→ Your assignment: If a line in the entries includes "AreaListAck", show that line.

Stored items
□ □ □ □ □
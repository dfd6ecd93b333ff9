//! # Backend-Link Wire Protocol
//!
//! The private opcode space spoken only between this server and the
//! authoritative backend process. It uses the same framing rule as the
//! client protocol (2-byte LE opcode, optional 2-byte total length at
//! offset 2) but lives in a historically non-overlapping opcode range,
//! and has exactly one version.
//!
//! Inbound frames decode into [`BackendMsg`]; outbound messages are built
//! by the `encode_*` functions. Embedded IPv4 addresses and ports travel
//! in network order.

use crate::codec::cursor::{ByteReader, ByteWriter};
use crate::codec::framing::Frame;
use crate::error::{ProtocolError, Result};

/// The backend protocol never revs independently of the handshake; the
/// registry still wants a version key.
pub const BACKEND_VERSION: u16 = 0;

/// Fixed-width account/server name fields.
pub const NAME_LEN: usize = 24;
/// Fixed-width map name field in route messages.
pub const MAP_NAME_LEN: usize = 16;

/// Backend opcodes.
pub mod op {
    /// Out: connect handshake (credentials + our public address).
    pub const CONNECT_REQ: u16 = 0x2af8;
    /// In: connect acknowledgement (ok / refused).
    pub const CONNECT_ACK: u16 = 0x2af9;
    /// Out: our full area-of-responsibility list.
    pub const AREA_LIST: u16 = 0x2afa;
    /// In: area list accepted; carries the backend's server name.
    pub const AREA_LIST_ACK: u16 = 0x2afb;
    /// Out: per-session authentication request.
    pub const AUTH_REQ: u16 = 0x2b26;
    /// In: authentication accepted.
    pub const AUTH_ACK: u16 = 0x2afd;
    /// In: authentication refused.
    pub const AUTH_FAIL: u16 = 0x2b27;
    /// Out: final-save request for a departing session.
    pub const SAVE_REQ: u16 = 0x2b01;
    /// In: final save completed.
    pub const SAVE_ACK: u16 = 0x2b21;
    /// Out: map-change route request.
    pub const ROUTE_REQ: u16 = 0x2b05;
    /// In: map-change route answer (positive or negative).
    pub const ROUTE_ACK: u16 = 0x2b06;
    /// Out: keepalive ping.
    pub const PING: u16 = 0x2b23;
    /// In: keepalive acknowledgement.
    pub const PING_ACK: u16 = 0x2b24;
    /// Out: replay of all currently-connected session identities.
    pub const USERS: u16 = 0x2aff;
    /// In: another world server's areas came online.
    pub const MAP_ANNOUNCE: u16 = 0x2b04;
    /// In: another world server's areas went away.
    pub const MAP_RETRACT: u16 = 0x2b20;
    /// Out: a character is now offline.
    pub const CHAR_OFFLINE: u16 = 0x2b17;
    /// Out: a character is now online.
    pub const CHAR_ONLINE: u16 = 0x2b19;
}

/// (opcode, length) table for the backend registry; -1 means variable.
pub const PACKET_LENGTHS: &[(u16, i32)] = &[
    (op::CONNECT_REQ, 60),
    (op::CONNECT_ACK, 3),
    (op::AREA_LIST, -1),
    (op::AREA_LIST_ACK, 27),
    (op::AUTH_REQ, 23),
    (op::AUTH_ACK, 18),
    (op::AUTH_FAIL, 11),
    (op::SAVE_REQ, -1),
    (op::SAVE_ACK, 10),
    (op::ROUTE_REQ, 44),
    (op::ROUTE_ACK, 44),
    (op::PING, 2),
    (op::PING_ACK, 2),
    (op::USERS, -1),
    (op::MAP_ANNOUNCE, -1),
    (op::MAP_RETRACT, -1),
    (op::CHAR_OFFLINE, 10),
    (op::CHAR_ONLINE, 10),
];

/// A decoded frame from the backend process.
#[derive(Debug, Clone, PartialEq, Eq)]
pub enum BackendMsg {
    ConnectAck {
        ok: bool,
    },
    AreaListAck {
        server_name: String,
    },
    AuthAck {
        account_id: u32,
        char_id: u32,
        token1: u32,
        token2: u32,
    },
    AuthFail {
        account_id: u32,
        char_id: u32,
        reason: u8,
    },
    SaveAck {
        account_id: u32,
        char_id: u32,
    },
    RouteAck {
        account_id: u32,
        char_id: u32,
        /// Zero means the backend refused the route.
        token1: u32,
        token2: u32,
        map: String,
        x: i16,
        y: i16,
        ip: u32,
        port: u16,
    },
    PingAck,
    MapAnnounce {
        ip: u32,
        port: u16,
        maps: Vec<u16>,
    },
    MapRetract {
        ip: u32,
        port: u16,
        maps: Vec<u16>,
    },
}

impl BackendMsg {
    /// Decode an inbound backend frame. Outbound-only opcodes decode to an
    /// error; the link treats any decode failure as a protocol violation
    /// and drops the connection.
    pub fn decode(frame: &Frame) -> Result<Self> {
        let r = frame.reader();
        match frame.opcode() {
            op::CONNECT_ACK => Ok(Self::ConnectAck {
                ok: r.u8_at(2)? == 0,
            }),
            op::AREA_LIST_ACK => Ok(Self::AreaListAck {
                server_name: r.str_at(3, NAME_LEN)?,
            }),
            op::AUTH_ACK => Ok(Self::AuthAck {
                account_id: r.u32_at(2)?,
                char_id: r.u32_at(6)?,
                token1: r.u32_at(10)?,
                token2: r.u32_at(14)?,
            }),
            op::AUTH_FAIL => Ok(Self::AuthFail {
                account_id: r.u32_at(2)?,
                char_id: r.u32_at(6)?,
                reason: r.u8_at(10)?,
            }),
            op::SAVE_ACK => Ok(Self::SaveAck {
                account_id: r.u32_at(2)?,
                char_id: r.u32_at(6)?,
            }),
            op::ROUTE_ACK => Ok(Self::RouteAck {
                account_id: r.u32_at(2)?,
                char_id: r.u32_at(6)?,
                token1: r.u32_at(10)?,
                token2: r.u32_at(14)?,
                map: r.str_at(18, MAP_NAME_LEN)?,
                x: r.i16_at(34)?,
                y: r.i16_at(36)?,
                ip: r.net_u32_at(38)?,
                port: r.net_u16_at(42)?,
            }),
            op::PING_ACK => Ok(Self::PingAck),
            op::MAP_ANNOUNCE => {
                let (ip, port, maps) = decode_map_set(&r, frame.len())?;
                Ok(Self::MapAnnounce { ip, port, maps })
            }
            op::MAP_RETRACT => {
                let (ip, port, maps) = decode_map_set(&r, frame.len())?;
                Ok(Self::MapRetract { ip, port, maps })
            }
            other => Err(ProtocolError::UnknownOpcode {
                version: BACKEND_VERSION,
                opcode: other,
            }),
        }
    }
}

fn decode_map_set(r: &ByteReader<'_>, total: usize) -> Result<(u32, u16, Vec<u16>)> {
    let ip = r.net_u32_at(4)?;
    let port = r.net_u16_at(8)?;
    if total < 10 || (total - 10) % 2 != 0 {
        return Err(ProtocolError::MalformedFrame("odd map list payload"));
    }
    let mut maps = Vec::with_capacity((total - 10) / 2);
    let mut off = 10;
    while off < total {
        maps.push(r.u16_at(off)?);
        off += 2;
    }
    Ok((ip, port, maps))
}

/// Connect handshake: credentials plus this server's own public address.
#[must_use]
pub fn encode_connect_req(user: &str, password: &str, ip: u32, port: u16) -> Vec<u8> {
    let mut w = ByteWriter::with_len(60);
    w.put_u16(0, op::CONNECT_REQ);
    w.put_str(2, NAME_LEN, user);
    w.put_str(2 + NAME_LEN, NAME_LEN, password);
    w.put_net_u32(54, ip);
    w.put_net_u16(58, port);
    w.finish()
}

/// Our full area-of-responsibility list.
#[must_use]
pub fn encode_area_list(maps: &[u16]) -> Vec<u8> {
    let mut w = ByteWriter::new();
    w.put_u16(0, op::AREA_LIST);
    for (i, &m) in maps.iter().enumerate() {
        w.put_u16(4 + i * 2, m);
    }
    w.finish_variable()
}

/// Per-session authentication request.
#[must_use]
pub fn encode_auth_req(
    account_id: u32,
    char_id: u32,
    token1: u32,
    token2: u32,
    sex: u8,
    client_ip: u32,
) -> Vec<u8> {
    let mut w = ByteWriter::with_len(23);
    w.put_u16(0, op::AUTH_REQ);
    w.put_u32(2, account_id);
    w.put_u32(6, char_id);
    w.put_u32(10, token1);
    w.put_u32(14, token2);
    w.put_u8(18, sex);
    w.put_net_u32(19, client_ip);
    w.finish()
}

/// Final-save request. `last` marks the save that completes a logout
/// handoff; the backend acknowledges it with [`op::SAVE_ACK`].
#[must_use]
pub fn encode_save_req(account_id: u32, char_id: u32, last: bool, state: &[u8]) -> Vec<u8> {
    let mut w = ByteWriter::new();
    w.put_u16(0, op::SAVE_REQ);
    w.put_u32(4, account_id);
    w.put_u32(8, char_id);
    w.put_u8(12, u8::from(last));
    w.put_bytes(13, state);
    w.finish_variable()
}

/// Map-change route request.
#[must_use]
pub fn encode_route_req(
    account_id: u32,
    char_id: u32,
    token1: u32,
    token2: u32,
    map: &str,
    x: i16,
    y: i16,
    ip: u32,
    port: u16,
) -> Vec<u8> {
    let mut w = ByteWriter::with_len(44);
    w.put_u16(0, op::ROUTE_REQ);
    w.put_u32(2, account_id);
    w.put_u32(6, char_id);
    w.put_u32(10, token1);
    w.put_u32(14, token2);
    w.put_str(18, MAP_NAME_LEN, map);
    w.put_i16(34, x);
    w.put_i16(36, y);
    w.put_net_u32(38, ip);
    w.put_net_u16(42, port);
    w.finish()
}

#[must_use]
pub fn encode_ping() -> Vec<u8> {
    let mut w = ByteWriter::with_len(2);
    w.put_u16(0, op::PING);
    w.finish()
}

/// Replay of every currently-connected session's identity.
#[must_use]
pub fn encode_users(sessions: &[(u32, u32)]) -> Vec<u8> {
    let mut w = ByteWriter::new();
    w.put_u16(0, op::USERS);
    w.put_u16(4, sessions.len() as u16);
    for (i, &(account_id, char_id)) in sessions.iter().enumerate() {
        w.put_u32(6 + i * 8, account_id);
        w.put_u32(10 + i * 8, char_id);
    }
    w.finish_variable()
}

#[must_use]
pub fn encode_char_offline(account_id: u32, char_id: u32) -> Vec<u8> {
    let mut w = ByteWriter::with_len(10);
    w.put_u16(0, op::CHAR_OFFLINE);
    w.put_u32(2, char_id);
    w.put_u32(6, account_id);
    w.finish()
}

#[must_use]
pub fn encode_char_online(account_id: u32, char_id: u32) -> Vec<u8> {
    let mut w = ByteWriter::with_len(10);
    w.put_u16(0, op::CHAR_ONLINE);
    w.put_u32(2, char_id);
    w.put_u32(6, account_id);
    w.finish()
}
□ □ □ □ □
→ The completed task:
    AreaListAck {
            op::AREA_LIST_ACK => Ok(Self::AreaListAck {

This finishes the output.